LAUSR

Introduction: Maternal obesity correlates with higher cardiovascular disease risk in human offspring. We found high fat, high sucrose (HF/HS) diet results in accretion of abnormal mitochondria in mouse oocytes, and chow-fed offspring of HF/HS-fed dams exhibit transgenerational transmission of abnormal cardiac mitochondria through male and female germlines. Nuclear or mitochondrial inheritance can occur via the female germline, whereas male germline inheritance implicates nuclear epigenetic changes. However, recent reports indicate sperm mitochondria transmission is possible. Whether the mechanism is via effects on the nucleus or germ cell mitochondria is unknown. Hypothesis: Maternal HF/HS-feeding results in cardiac mitochondrial dysfunction in offspring due to effects on the oocyte nucleus.
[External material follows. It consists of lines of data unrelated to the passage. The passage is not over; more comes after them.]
//! Planar geometry primitives behind a swappable engine.
//!
//! The simplifier, gap filler, index and filters only ever touch geometry
//! through [`GeometryEngine`]. [`PlanarEngine`] implements it with `geo`.
//! Operations that can fail report `GeometryOperationFailed`; callers decide
//! on a fallback.

use crate::compute::validation::validate_finite;
use crate::error::{LabelGridError, Result};
use geo::{
    Area, BooleanOps, BoundingRect, Centroid, ConvexHull, Coord, CoordsIter, Distance, Euclidean,
    Intersects, MultiPoint, MultiPolygon, Point, Polygon, Rect, Triangle, TriangulateDelaunay,
};
use std::panic::{AssertUnwindSafe, catch_unwind};

/// Relative area below which an intersection counts as touching only.
const OVERLAP_TOLERANCE: f64 = 1e-9;

/// Planar geometry operations used by the crate.
pub trait GeometryEngine {
    /// Shared area of `a` and `b`.
    fn intersection(&self, a: &MultiPolygon, b: &MultiPolygon) -> Result<MultiPolygon>;

    /// Union of all inputs. An empty slice yields an empty geometry.
    fn union(&self, geometries: &[MultiPolygon]) -> Result<MultiPolygon>;

    /// Part of `a` outside `b`.
    fn difference(&self, a: &MultiPolygon, b: &MultiPolygon) -> Result<MultiPolygon>;

    /// Whether the interiors of `a` and `b` share positive area.
    fn overlaps(&self, a: &MultiPolygon, b: &MultiPolygon) -> Result<bool>;

    /// Whether `coord` lies in the interior or on the boundary.
    fn covers(&self, geometry: &MultiPolygon, coord: Coord) -> bool;

    /// Euclidean distance from `coord` to the geometry, zero when covered.
    fn distance(&self, geometry: &MultiPolygon, coord: Coord) -> f64;

    fn centroid(&self, geometry: &MultiPolygon) -> Option<Coord>;

    fn bounding_rect(&self, geometry: &MultiPolygon) -> Option<Rect>;

    fn area(&self, geometry: &MultiPolygon) -> f64;

    /// Convex hull of at least three distinct points.
    fn convex_hull(&self, points: &[Coord]) -> Result<Polygon>;

    /// Delaunay triangulation of the polygon's vertices.
    fn triangulate(&self, polygon: &Polygon) -> Result<Vec<Triangle>>;
}

/// [`GeometryEngine`] on plain `f64` coordinates, backed by `geo`.
///
/// Boolean operations reject non-finite coordinates up front and turn a
/// panic inside the overlay into `GeometryOperationFailed`.
#[derive(Debug, Clone, Copy, Default)]
pub struct PlanarEngine;

impl PlanarEngine {
    pub fn new() -> Self {
        Self
    }
}

fn guarded<T>(operation: &str, op: impl FnOnce() -> T) -> Result<T> {
    catch_unwind(AssertUnwindSafe(op)).map_err(|panic| {
        let detail = panic
            .downcast_ref::<&str>()
            .map(|s| s.to_string())
            .or_else(|| panic.downcast_ref::<String>().cloned())
            .unwrap_or_else(|| "unknown panic".to_string());
        LabelGridError::GeometryOperationFailed(format!("{}: {}", operation, detail))
    })
}

impl GeometryEngine for PlanarEngine {
    fn intersection(&self, a: &MultiPolygon, b: &MultiPolygon) -> Result<MultiPolygon> {
        validate_finite("intersection", a)?;
        validate_finite("intersection", b)?;
        guarded("intersection", || a.intersection(b))
    }

    fn union(&self, geometries: &[MultiPolygon]) -> Result<MultiPolygon> {
        for geometry in geometries {
            validate_finite("union", geometry)?;
        }
        guarded("union", || {
            // pairwise rounds keep operands balanced in size
            let mut layer: Vec<MultiPolygon> = geometries.to_vec();
            while layer.len() > 1 {
                let mut next = Vec::with_capacity(layer.len().div_ceil(2));
                let mut iter = layer.into_iter();
                while let Some(a) = iter.next() {
                    match iter.next() {
                        Some(b) => next.push(a.union(&b)),
                        None => next.push(a),
                    }
                }
                layer = next;
            }
            layer.pop().unwrap_or_else(|| MultiPolygon::new(vec![]))
        })
    }

    fn difference(&self, a: &MultiPolygon, b: &MultiPolygon) -> Result<MultiPolygon> {
        validate_finite("difference", a)?;
        validate_finite("difference", b)?;
        guarded("difference", || a.difference(b))
    }

    fn overlaps(&self, a: &MultiPolygon, b: &MultiPolygon) -> Result<bool> {
        let shared = self.intersection(a, b)?.unsigned_area();
        let smaller = a.unsigned_area().min(b.unsigned_area());
        Ok(shared > OVERLAP_TOLERANCE * smaller)
    }

    fn covers(&self, geometry: &MultiPolygon, coord: Coord) -> bool {
        geometry.intersects(&Point::from(coord))
    }

    fn distance(&self, geometry: &MultiPolygon, coord: Coord) -> f64 {
        let point = Point::from(coord);
        if geometry.intersects(&point) {
            return 0.0;
        }
        geometry
            .0
            .iter()
            .map(|polygon| Euclidean.distance(&point, polygon))
            .fold(f64::INFINITY, f64::min)
    }

    fn centroid(&self, geometry: &MultiPolygon) -> Option<Coord> {
        geometry.centroid().map(|p| p.0)
    }

    fn bounding_rect(&self, geometry: &MultiPolygon) -> Option<Rect> {
        geometry.bounding_rect()
    }

    fn area(&self, geometry: &MultiPolygon) -> f64 {
        geometry.unsigned_area()
    }

    fn convex_hull(&self, points: &[Coord]) -> Result<Polygon> {
        let mut distinct: Vec<Coord> = Vec::with_capacity(points.len());
        for p in points {
            if !p.x.is_finite() || !p.y.is_finite() {
                return Err(LabelGridError::GeometryOperationFailed(format!(
                    "convex hull: non-finite point ({}, {})",
                    p.x, p.y
                )));
            }
            if !distinct.contains(p) {
                distinct.push(*p);
            }
        }
        if distinct.len() < 3 {
            return Err(LabelGridError::GeometryOperationFailed(format!(
                "convex hull needs 3 distinct points, got {}",
                distinct.len()
            )));
        }
        let points: MultiPoint = distinct.into_iter().map(Point::from).collect();
        guarded("convex hull", || points.convex_hull())
    }

    fn triangulate(&self, polygon: &Polygon) -> Result<Vec<Triangle>> {
        if polygon.exterior().coords_count() < 4 {
            return Err(LabelGridError::GeometryOperationFailed(
                "triangulation needs at least 3 vertices".to_string(),
            ));
        }
        validate_finite("triangulation", &MultiPolygon::new(vec![polygon.clone()]))?;
        guarded("triangulation", || polygon.unconstrained_triangulation())?.map_err(|e| {
            LabelGridError::GeometryOperationFailed(format!("triangulation: {:?}", e))
        })
    }
}
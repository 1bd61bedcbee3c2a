//! Validation for input geometries and coordinates.

use crate::error::{LabelGridError, Result};
use geo::{Area, Coord, CoordsIter, MultiPolygon};

/// A geometry with at most this many points cannot enclose any area.
pub const IMPOSSIBLY_LOW_POINTS: usize = 2;

/// Geometries with at most this many points are checked against
/// [`DEGENERATE_AREA`].
pub const SUSPICIOUSLY_LOW_POINTS: usize = 10;

/// Area below which a low-point geometry is treated as a sliver.
pub const DEGENERATE_AREA: f64 = 1e-7;

/// Whether a geometry is too small to be worth keeping: at most two points,
/// or at most ten points enclosing less than `1e-7` square units.
///
/// # Examples
///
/// ```
/// use labelgrid::compute::validation::is_degenerate;
/// use geo::{MultiPolygon, Rect, coord};
///
/// let square: MultiPolygon = Rect::new(coord! { x: 0.0, y: 0.0 }, coord! { x: 1.0, y: 1.0 })
///     .to_polygon()
///     .into();
/// assert!(!is_degenerate(&square));
///
/// let sliver: MultiPolygon = Rect::new(coord! { x: 0.0, y: 0.0 }, coord! { x: 1e-4, y: 1e-4 })
///     .to_polygon()
///     .into();
/// assert!(is_degenerate(&sliver));
/// assert!(is_degenerate(&MultiPolygon::new(vec![])));
/// ```
pub fn is_degenerate(geometry: &MultiPolygon) -> bool {
    let points = geometry.coords_count();
    points <= IMPOSSIBLY_LOW_POINTS
        || (points <= SUSPICIOUSLY_LOW_POINTS && geometry.unsigned_area() < DEGENERATE_AREA)
}

/// Validates that every coordinate of `geometry` is finite.
pub fn validate_finite(operation: &str, geometry: &MultiPolygon) -> Result<()> {
    match geometry
        .coords_iter()
        .find(|c| !c.x.is_finite() || !c.y.is_finite())
    {
        Some(c) => Err(LabelGridError::GeometryOperationFailed(format!(
            "{}: non-finite coordinate ({}, {})",
            operation, c.x, c.y
        ))),
        None => Ok(()),
    }
}

/// Validates a query or vertex coordinate.
pub fn validate_coordinate(coord: Coord) -> Result<()> {
    if !coord.x.is_finite() || !coord.y.is_finite() {
        return Err(LabelGridError::InvalidInput(format!(
            "Coordinate must be finite, got ({}, {})",
            coord.x, coord.y
        )));
    }
    Ok(())
}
Methods: C57BL/6 female mice were chow- or HF/HS-fed, and mated to chow-fed C57BL/6 males. Female pronuclei were exchanged between embryos obtained from chow- and HF/HS-fed dams. Embryos without pronuclear transfer were additional controls. All embryos were transferred into chow-fed ICR dams. Cardiac mitochondrial structure (transmission electron microscopy) and function (high-resolution respirometry) were evaluated in 12-week-old offspring. Results: Adult offspring born of embryos having maternal pronuclei from chow-fed dams and ooplasm from chow- or HF/HS-fed dams had mitochondrial structure or oxygen consumption levels comparable to offspring born of control chow-fed dam embryos. In contrast, offspring born from embryos with maternal pronuclei from HF/HS-fed dams and ooplasm from chow-fed dams had abnormal cardiac mitochondrial structure (round shape, cristal rarefaction) and reduced oxygen consumption (~40%), comparable to embryo transfer offspring of HF/HS-fed dams. Conclusion: Shown for the first time, abnormal cardiac mitochondria in obese dam offspring result from HF/HS diet effects on the oocyte nucleus (likely epigenetic changes during oogenesis). Elucidating diet/obesity-induced oocyte epigenetic changes, and the mechanisms for induction and transgenerational transmission, could enable therapies to target inheritable heart disease risk in humans.